> _Provided data_:
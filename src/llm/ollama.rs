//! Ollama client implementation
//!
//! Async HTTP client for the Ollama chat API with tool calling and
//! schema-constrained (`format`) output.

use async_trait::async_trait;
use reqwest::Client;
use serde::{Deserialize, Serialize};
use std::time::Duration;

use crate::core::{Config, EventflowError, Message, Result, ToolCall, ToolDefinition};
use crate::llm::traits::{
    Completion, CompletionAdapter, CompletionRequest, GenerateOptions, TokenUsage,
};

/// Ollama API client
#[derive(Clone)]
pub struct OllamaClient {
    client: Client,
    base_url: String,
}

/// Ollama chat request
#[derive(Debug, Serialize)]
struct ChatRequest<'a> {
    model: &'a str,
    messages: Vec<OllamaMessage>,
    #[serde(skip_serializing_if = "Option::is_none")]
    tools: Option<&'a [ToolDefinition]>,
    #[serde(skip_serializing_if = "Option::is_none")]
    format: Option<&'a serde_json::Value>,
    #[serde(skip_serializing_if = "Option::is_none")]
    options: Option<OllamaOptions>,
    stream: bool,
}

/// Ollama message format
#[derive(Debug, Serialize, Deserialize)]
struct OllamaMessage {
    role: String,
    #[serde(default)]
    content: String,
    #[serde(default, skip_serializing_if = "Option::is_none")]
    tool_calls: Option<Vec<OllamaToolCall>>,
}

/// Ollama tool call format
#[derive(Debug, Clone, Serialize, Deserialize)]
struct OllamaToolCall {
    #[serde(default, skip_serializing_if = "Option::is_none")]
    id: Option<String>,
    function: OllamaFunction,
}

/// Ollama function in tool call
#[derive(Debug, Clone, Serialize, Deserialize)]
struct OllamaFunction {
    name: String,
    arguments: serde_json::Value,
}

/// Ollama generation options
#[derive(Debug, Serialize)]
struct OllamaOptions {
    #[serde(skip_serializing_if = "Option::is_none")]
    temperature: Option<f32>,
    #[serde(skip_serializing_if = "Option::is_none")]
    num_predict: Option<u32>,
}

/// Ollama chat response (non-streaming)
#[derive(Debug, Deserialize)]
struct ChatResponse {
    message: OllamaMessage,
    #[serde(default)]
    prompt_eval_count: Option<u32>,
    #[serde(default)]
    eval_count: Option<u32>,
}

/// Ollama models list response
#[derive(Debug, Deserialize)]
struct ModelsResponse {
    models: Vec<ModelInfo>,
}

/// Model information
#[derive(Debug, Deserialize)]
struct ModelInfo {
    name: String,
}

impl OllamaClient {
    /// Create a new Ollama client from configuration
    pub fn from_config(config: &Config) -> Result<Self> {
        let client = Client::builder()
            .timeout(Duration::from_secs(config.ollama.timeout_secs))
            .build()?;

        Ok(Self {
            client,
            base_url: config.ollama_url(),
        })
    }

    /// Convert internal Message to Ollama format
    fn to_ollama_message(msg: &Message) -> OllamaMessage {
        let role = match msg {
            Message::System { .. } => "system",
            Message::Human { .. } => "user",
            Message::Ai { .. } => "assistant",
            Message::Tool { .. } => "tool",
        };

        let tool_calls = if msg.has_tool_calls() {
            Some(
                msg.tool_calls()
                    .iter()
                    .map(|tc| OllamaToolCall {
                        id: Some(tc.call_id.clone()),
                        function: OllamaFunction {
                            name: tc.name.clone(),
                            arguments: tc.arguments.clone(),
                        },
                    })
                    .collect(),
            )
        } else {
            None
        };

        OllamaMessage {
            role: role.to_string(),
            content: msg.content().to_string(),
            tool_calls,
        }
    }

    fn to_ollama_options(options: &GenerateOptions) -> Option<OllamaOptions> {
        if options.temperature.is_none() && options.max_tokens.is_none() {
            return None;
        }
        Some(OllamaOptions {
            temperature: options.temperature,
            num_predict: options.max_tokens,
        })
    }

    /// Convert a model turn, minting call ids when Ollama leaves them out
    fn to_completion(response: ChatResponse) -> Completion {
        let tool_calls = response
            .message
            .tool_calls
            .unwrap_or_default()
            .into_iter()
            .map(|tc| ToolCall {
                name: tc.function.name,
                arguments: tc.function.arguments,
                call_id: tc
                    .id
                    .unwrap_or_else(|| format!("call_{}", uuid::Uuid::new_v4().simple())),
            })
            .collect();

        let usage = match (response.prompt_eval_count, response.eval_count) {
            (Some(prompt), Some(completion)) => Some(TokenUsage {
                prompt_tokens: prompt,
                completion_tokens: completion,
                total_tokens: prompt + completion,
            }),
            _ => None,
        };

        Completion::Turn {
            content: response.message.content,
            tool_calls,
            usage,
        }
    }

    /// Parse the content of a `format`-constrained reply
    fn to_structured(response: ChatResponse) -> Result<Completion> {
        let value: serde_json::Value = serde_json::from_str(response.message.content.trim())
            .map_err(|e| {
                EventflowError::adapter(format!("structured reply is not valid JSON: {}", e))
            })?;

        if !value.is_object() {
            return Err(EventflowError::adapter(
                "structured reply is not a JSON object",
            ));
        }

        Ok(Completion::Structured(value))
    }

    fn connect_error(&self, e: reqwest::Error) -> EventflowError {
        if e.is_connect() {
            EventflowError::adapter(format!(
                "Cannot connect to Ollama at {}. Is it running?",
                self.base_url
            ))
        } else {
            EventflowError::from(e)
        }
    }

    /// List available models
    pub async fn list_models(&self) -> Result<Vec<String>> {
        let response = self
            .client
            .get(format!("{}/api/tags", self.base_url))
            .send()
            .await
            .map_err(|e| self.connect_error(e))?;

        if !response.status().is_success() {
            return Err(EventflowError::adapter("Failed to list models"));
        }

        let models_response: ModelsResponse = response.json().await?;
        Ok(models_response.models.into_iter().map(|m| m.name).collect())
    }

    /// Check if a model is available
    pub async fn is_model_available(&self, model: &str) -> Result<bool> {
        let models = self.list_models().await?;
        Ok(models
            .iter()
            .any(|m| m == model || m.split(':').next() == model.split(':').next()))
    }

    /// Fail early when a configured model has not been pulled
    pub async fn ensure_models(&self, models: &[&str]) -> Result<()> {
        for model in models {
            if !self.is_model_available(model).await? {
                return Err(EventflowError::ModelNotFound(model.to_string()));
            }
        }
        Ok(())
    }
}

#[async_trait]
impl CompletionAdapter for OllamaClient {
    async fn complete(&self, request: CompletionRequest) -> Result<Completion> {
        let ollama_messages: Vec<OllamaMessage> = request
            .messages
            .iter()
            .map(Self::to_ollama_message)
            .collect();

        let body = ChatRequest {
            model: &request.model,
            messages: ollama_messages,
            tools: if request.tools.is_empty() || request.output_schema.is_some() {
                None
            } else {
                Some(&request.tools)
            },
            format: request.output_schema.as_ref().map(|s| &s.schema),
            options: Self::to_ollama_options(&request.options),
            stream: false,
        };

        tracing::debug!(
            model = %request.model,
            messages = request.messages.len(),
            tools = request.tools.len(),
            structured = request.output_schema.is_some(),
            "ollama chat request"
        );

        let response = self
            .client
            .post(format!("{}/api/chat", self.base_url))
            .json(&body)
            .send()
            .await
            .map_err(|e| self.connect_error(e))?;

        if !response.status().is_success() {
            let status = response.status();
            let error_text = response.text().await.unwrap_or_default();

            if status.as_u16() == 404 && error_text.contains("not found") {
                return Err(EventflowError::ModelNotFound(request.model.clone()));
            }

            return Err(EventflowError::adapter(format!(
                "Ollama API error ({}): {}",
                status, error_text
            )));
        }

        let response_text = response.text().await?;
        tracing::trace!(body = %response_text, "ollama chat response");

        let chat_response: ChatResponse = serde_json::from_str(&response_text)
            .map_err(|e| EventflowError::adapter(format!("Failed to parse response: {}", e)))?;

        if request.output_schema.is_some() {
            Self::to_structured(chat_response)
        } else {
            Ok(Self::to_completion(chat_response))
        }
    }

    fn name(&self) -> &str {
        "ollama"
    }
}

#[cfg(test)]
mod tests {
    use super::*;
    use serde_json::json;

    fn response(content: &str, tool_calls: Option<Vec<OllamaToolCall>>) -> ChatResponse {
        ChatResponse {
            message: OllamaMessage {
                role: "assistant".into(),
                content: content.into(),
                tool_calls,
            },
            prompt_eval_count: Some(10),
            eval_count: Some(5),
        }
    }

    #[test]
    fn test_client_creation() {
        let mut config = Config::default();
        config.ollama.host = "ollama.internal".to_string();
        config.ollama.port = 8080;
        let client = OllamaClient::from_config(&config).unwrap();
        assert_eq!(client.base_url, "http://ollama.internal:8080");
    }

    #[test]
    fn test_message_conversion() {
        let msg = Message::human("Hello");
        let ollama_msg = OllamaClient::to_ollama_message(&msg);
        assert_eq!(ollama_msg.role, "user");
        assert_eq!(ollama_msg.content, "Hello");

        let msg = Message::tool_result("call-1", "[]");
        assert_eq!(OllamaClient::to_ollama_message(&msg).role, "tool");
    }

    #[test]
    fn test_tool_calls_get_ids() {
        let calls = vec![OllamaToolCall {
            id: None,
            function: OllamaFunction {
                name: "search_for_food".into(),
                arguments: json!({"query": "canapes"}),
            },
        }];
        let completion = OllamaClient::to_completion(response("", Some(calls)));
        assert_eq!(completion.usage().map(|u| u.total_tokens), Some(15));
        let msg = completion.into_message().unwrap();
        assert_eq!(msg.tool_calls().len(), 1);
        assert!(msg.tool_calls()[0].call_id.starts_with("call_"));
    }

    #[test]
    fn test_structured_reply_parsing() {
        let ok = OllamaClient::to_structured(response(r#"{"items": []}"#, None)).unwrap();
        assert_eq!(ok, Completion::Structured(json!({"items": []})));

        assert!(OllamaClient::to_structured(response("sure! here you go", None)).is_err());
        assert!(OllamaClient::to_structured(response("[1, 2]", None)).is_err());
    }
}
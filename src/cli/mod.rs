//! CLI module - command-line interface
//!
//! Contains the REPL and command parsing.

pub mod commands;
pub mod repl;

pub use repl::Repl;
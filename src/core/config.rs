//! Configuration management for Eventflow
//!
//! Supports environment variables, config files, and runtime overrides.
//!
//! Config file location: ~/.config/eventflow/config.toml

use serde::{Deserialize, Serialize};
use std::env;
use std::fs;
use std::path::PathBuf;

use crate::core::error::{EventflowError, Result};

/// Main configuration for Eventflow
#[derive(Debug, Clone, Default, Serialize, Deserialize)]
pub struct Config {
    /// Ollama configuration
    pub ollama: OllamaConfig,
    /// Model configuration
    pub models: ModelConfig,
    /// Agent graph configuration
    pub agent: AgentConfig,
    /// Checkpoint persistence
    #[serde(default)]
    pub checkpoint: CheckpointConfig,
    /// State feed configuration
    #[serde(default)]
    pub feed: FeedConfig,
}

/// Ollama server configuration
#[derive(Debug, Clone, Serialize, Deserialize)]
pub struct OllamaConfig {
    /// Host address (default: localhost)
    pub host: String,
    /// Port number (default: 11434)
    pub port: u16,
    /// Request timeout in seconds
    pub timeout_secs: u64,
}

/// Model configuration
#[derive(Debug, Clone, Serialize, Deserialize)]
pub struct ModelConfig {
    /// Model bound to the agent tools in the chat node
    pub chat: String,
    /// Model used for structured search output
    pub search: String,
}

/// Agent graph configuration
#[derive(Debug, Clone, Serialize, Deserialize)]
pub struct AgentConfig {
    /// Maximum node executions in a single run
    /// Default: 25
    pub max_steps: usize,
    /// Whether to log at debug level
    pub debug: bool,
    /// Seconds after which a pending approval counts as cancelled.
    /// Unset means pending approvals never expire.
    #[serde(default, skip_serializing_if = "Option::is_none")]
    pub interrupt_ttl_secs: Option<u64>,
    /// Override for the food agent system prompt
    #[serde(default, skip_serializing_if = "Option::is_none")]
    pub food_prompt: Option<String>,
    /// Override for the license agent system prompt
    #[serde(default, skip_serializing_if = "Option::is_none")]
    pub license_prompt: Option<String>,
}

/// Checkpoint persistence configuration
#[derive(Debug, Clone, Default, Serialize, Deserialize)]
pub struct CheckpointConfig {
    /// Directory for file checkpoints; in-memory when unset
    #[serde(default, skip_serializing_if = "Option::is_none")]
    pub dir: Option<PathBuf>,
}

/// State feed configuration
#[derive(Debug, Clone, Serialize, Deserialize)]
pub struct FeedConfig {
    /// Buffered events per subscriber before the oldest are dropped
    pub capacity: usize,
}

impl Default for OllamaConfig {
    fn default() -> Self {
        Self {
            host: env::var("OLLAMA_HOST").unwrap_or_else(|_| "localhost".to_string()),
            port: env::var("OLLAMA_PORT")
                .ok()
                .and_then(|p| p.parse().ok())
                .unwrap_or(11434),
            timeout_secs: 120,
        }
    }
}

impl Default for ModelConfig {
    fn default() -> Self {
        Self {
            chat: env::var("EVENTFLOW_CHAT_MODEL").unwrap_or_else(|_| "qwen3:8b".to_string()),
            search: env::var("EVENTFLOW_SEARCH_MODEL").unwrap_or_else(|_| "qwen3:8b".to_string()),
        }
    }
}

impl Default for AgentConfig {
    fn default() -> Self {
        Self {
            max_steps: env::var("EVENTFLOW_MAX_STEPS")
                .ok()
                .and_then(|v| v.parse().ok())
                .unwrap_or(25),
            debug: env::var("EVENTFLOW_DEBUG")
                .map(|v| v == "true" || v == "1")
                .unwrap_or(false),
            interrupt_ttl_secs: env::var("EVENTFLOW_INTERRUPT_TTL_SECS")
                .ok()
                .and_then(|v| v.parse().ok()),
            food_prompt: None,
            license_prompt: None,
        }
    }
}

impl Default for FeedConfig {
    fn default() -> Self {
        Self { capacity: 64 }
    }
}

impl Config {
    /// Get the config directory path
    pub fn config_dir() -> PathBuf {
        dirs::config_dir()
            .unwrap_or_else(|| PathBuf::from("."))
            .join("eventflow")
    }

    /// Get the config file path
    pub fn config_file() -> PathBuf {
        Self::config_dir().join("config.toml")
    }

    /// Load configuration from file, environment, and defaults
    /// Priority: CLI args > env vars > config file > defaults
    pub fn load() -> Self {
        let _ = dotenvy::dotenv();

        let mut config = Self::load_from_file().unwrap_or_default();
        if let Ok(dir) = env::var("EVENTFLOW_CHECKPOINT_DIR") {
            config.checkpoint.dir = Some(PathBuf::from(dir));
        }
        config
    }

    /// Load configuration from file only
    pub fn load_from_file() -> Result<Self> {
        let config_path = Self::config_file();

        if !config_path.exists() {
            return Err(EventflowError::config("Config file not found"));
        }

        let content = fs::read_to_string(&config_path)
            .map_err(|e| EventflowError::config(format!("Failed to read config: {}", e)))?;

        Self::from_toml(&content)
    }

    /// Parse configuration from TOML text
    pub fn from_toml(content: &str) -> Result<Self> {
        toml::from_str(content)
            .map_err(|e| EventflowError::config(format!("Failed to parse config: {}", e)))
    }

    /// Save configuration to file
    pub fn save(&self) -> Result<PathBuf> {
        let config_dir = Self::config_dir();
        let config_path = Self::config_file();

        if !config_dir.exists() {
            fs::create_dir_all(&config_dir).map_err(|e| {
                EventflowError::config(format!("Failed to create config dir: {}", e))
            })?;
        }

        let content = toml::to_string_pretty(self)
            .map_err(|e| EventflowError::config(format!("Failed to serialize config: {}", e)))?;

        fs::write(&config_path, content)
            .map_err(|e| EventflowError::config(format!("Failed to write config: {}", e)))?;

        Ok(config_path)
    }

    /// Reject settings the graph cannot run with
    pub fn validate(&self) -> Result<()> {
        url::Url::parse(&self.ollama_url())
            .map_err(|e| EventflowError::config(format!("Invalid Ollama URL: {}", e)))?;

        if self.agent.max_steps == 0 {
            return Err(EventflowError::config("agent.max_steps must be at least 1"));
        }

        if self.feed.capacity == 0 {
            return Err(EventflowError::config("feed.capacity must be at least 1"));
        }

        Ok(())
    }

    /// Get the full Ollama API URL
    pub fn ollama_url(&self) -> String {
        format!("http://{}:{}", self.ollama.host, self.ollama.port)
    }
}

> _Directions_:
Take the lines above from the one containing "pub fn load()" to the one containing "from TOML text" and retype them exactly, both ends included, with nothing added.

> _Expected answer_:
    pub fn load() -> Self {
        let _ = dotenvy::dotenv();

        let mut config = Self::load_from_file().unwrap_or_default();
        if let Ok(dir) = env::var("EVENTFLOW_CHECKPOINT_DIR") {
            config.checkpoint.dir = Some(PathBuf::from(dir));
        }
        config
    }

    /// Load configuration from file only
    pub fn load_from_file() -> Result<Self> {
        let config_path = Self::config_file();

        if !config_path.exists() {
            return Err(EventflowError::config("Config file not found"));
        }

        let content = fs::read_to_string(&config_path)
            .map_err(|e| EventflowError::config(format!("Failed to read config: {}", e)))?;

        Self::from_toml(&content)
    }

    /// Parse configuration from TOML text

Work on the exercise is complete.